Energy input. (Score:5, Interesting)
What is the energy input required to create this vs the energy it will output?
Re:Energy input. (Score:5, Informative)
CVD is a low pressure ionized gas crystallization process. It produces gemstone class diamonds.
The researchers would likely benefit more from using the Russian hydraulic form compression method of producing said diamonds, because it is much cheaper. It does not produce single, large crystal diamonds without defects the way CVD does, but we aren't trying to make jewelry here. We are interested in trapping the emitted beta particles (high energy electrons emitted from the nucleus) in the lattice and using the high bandgap semi conductive properties of the diamond to transport those electrons as a reliable source of current.
Without exact figures for how many tons of irradiated graphite there is, how energy intense CVD us compared to compressive forming, and how efficient the two end products are, I cannot even begin to answer your question though.

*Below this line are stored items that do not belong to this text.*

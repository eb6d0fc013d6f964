/*!
 * Profile Export Tests
 * Allocation profile files in text and JSON-lines form
 */

use memory_core::memory::numa::NumaTopology;
use memory_core::memory::tracker::TEXT_HEADER;
use memory_core::memory::ProfileFormat;
use memory_core::{ManagerConfig, MemoryError, MemoryManager, MemoryPolicy};
use pretty_assertions::assert_eq;
use std::fs;
use std::sync::Arc;
use tempfile::TempDir;

fn manager() -> MemoryManager {
    let config =
        ManagerConfig::compact().with_numa_topology(Arc::new(NumaTopology::single_node()));
    MemoryManager::new(config).unwrap()
}

#[test]
fn test_text_profile_lists_live_allocations() {
    let mgr = manager();
    let dir = TempDir::new().unwrap();
    let path = dir.path().join("profile.txt");

    let meshes = MemoryPolicy::default().with_tag("meshes");
    let audio = MemoryPolicy::default().with_tag("audio\tbuffers");
    let a = mgr.allocate(512, &meshes).unwrap();
    let b = mgr.allocate(1500, &audio).unwrap();
    let c = mgr.allocate(64, &meshes).unwrap();
    mgr.deallocate(c, 64, &meshes).unwrap();

    let written = mgr.export_allocation_profile(&path).unwrap();
    assert_eq!(written, 2);

    let contents = fs::read_to_string(&path).unwrap();
    let mut lines = contents.lines();
    assert_eq!(lines.next(), Some(TEXT_HEADER));

    let rows: Vec<Vec<&str>> = lines.map(|line| line.split('\t').collect()).collect();
    assert_eq!(rows.len(), 2);
    assert!(rows.iter().all(|row| row.len() == 4));
    assert!(rows.iter().all(|row| row[2].parse::<u128>().is_ok()));

    let mut summary: Vec<(&str, &str)> = rows.iter().map(|row| (row[0], row[1])).collect();
    summary.sort();
    assert_eq!(summary, vec![("audio buffers", "1500"), ("meshes", "512")]);

    let addresses: Vec<String> = rows.iter().map(|row| row[3].to_string()).collect();
    assert!(addresses.contains(&format!("0x{:x}", a.as_ptr() as usize)));
    assert!(addresses.contains(&format!("0x{:x}", b.as_ptr() as usize)));

    mgr.deallocate(a, 512, &meshes).unwrap();
    mgr.deallocate(b, 1500, &audio).unwrap();
}

#[test]
fn test_json_lines_profile() {
    let mgr = manager();
    let dir = TempDir::new().unwrap();
    let path = dir.path().join("profile.jsonl");

    let policy = MemoryPolicy::default().with_tag("network");
    let ptr = mgr.allocate(2048, &policy).unwrap();

    let written = mgr
        .export_allocation_profile_as(&path, ProfileFormat::JsonLines)
        .unwrap();
    assert_eq!(written, 1);

    let contents = fs::read_to_string(&path).unwrap();
    let line: serde_json::Value = serde_json::from_str(contents.trim()).unwrap();
    assert_eq!(line["tag"], "network");
    assert_eq!(line["size_bytes"], 2048);
    assert_eq!(
        line["address"],
        format!("0x{:x}", ptr.as_ptr() as usize).as_str()
    );

    mgr.deallocate(ptr, 2048, &policy).unwrap();
}

#[test]
fn test_empty_profile_has_only_header() {
    let mgr = manager();
    let dir = TempDir::new().unwrap();
    let path = dir.path().join("empty.txt");

    assert_eq!(mgr.export_allocation_profile(&path).unwrap(), 0);
    assert_eq!(fs::read_to_string(&path).unwrap(), format!("{TEXT_HEADER}\n"));
}

#[test]
fn test_export_overwrites_previous_profile() {
    let mgr = manager();
    let dir = TempDir::new().unwrap();
    let path = dir.path().join("profile.txt");
    fs::write(&path, "stale contents that are much longer than the new profile\n".repeat(10))
        .unwrap();

    mgr.export_allocation_profile(&path).unwrap();
    assert_eq!(fs::read_to_string(&path).unwrap(), format!("{TEXT_HEADER}\n"));
}

#[test]
fn test_unwritable_path_is_an_io_error() {
    let mgr = manager();
    let dir = TempDir::new().unwrap();
    let path = dir.path().join("missing").join("profile.txt");

    let err = mgr.export_allocation_profile(&path).unwrap_err();
    match err {
        MemoryError::Io { path: failed, .. } => assert_eq!(failed, path),
        other => panic!("expected an I/O error, got {other:?}"),
    }
}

Even if there is a big deficit, it might still be worthwhile, due to the immense savings on sequestration costs, and maintenance costs of these batteries.
Re:Energy input. (Score:5, Informative)
The first hydraulic presses (tetrahedral presses) were made by an american engineer Tracy Hall. The "diamond makers" is a great book that discusses these early efforts and the long history of trying to create artificial diamond. Also not sure about efficiency, but high pressure formed artificial diamonds tend to be way more defective - a problem if you're trying to create semiconductor properties of a beta voltaic. CVD actually produces diamonds with less flaws than nature.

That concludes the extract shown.